Shapiro also accused police of withholding information related to a man whom the defense has described as a more viable suspect who failed to complete a lie detector test and did not have an alibi for the time Lockmiller was killed. The man had been romantically involved with Lockmiller, was owed money by her for drugs and had a history of domestic violence, said Shapiro.

The man has not been charged in connection with Lockmiller's death.

In their questions to Shapiro, Appellate Judges Thomas Harris and James Knecht inquired about the legal issue of whether the actions taken by police had an impact on Souk, the prosecutor handling the case. Harris noted Souk denied such a connection during a deposition taken as part of a federal lawsuit filed by Beaman.

Judge Robert Steigmann was absent from arguments but will have access to audio recordings and serve as the third judge to consider the appeal. 

Shapiro said prosecutors rely on police to conduct a fair investigation. If investigators believe more follow-up is needed before charges are filed, prosecutors should heed that advice, said Shapiro.

In Beaman's case, one of Lockmiller's neighbors told police he heard footsteps outside her apartment at 2 p.m. the afternoon of her death, information that conflicts with the state's timeline for Beaman's travel to the murder scene.

According to Shapiro, prosecutors ignored concerns from two detectives who asked for more time to follow up on leads.

Thomas DiCianni, lawyer for the town of Normal, cautioned the appellate panel that the defense is trying to impose a new standard on police officers to openly question the prosecution of a case.
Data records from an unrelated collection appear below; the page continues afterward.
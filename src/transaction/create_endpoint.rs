use std::sync::{Arc, Mutex};

use axum::{
    extract::{FromRef, State},
    http::StatusCode,
};
use rusqlite::Connection;
use rust_decimal::Decimal;
use serde::{Deserialize, Serialize};
use time::Date;

use crate::{
    AppState, Error,
    app_state::lock_connection,
    database_id::UserId,
    extract::Json,
    timezone::today_in_timezone,
    transaction::{Category, Transaction, TransactionType, create_transaction},
};

/// The state needed to create a transaction.
#[derive(Debug, Clone)]
pub struct CreateTransactionState {
    /// The database connection for managing transactions.
    pub db_connection: Arc<Mutex<Connection>>,
    /// The local timezone as a canonical timezone name, e.g. "Pacific/Auckland".
    pub local_timezone: String,
}

impl FromRef<AppState> for CreateTransactionState {
    fn from_ref(state: &AppState) -> Self {
        Self {
            db_connection: state.db_connection.clone(),
            local_timezone: state.local_timezone.clone(),
        }
    }
}

/// The request body for creating a transaction.
#[derive(Debug, Serialize, Deserialize)]
#[serde(rename_all = "camelCase")]
pub struct CreateTransactionRequest {
    /// The user the transaction belongs to.
    pub user_id: i64,
    /// What the transaction was for.
    pub description: String,
    /// The positive amount, as a decimal string or number.
    pub amount: Decimal,
    /// Whether the money was earned or spent.
    #[serde(rename = "type")]
    pub transaction_type: TransactionType,
    /// What the money was earned or spent on.
    pub category: Category,
    /// When the transaction happened. Defaults to today in the server's timezone.
    pub transaction_date: Option<Date>,
    /// Free-form notes.
    pub notes: Option<String>,
    /// Where the transaction happened.
    pub location: Option<String>,
    /// Who the money was paid to or received from.
    pub merchant: Option<String>,
}

/// A route handler for creating a new transaction, responds with the stored transaction.
pub async fn create_transaction_endpoint(
    State(state): State<CreateTransactionState>,
    Json(request): Json<CreateTransactionRequest>,
) -> Result<(StatusCode, Json<Transaction>), Error> {
    let user_id = UserId::new(request.user_id)?;
    let date = match request.transaction_date {
        Some(date) => date,
        None => today_in_timezone(&state.local_timezone)?,
    };

    let builder = Transaction::build(
        user_id,
        request.amount,
        request.transaction_type,
        request.category,
        date,
        &request.description,
    )
    .notes(request.notes)
    .location(request.location)
    .merchant(request.merchant);

    let connection = lock_connection(&state.db_connection)?;
    let transaction = create_transaction(builder, &connection)?;

    Ok((StatusCode::CREATED, Json(transaction)))
}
Such a "radical expansion" of existing law is an issue for the Supreme Court or Legislature, said DiCianni.

The information unknown to the defense in the Beaman case was limited to the other potential suspect's polygraph, said DiCianni. When Souk was told about the polygraph years later, he said it would not have changed his view of the case, according to the town's attorney.

Souk "said the evidence of motive for Beaman was the strongest he'd ever seen. He felt (the suspect named by the defense) had no motive at all," according to DiCianni.

The appellate court took Beaman's case under advisement.  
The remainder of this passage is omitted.